Her transfer was scheduled for late May 2026 but was postponed after an abscess was found on her foot shortly before she was due to travel; Born Free said the condition was treatable and that the move was delayed rather than cancelled. She has since been treated at Pakawi Park for two further infections under the supervision of Tim Bouts, an external veterinarian with several decades of experience with elephants. In August 2026 the trust reported that her infections were healing well and that it would decide on a travel date after monitoring her progress.

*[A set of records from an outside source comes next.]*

use tracing::{info, warn};
use tracing_subscriber::EnvFilter;

use metro_server::planner::RoutePlanner;
use metro_server::stations::StationDirectory;
use metro_server::web::{AppState, ServerConfig, create_router};

#[tokio::main]
async fn main() {
    tracing_subscriber::fmt()
        .with_env_filter(
            EnvFilter::try_from_default_env()
                .unwrap_or_else(|_| EnvFilter::new("metro_server=info,tower_http=info")),
        )
        .init();

    let config = ServerConfig::from_env().expect("Invalid server configuration");

    // Load stations (fail fast if unavailable)
    let directory =
        StationDirectory::load(&config.stations_path).expect("Failed to load station directory");
    info!(
        path = %config.stations_path.display(),
        cities = directory.cities().len(),
        stations = directory.station_count(),
        "loaded stations"
    );
    if directory.city(&config.default_city).is_none() {
        warn!(city = %config.default_city, "default city is not in the directory");
    }

    let route_config = config.route_config().expect("Invalid route configuration");
    let planner = RoutePlanner::new(route_config);

    // Build app state
    let state = AppState::new(directory, planner, &config.cache, &config.default_city);

    // Create router
    let app = create_router(state);

    let addr = config.addr;
    info!("Metro route planner listening on http://{addr}");
    info!("API endpoints:");
    info!("  GET  /health                      - Health check");
    info!("  GET  /api/cities                  - List cities");
    info!("  GET  /api/cities/:slug/stations   - List stations of a city");
    info!("  POST /api/path/min-stations       - Route with fewest stations");
    info!("  POST /api/path/min-time           - Fastest route");
    info!("  POST /api/path/min-fare           - Cheapest route");

    let listener = tokio::net::TcpListener::bind(addr)
        .await
        .expect("Failed to bind listener");
    axum::serve(listener, app).await.expect("Server error");
}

== Organisation and partnerships ==
Kate Moore, formerly a director at the Lilongwe Wildlife Trust in Malawi, is the trust's managing director.

The trust identifies the Born Free Foundation, the Fondation Brigitte Bardot, the Olsen Animal Trust and the Danish arm of World Animal Protection as founding members of the sanctuary, each represented on its board of trustees.

Diana, Duchess of Cadaval, is the trust's royal patron. Its ambassadors are the artist Joana Vasconcelos and the actor Peter Egan. Vasconcelos was described in the joint announcement by Pangea and the Cardinali circus as "a key force behind" the agreement to relocate Julie. The trust's development board is chaired by Anna Isserman; its members include the financier Ben Goldsmith and the former Portuguese culture minister Graça Fonseca.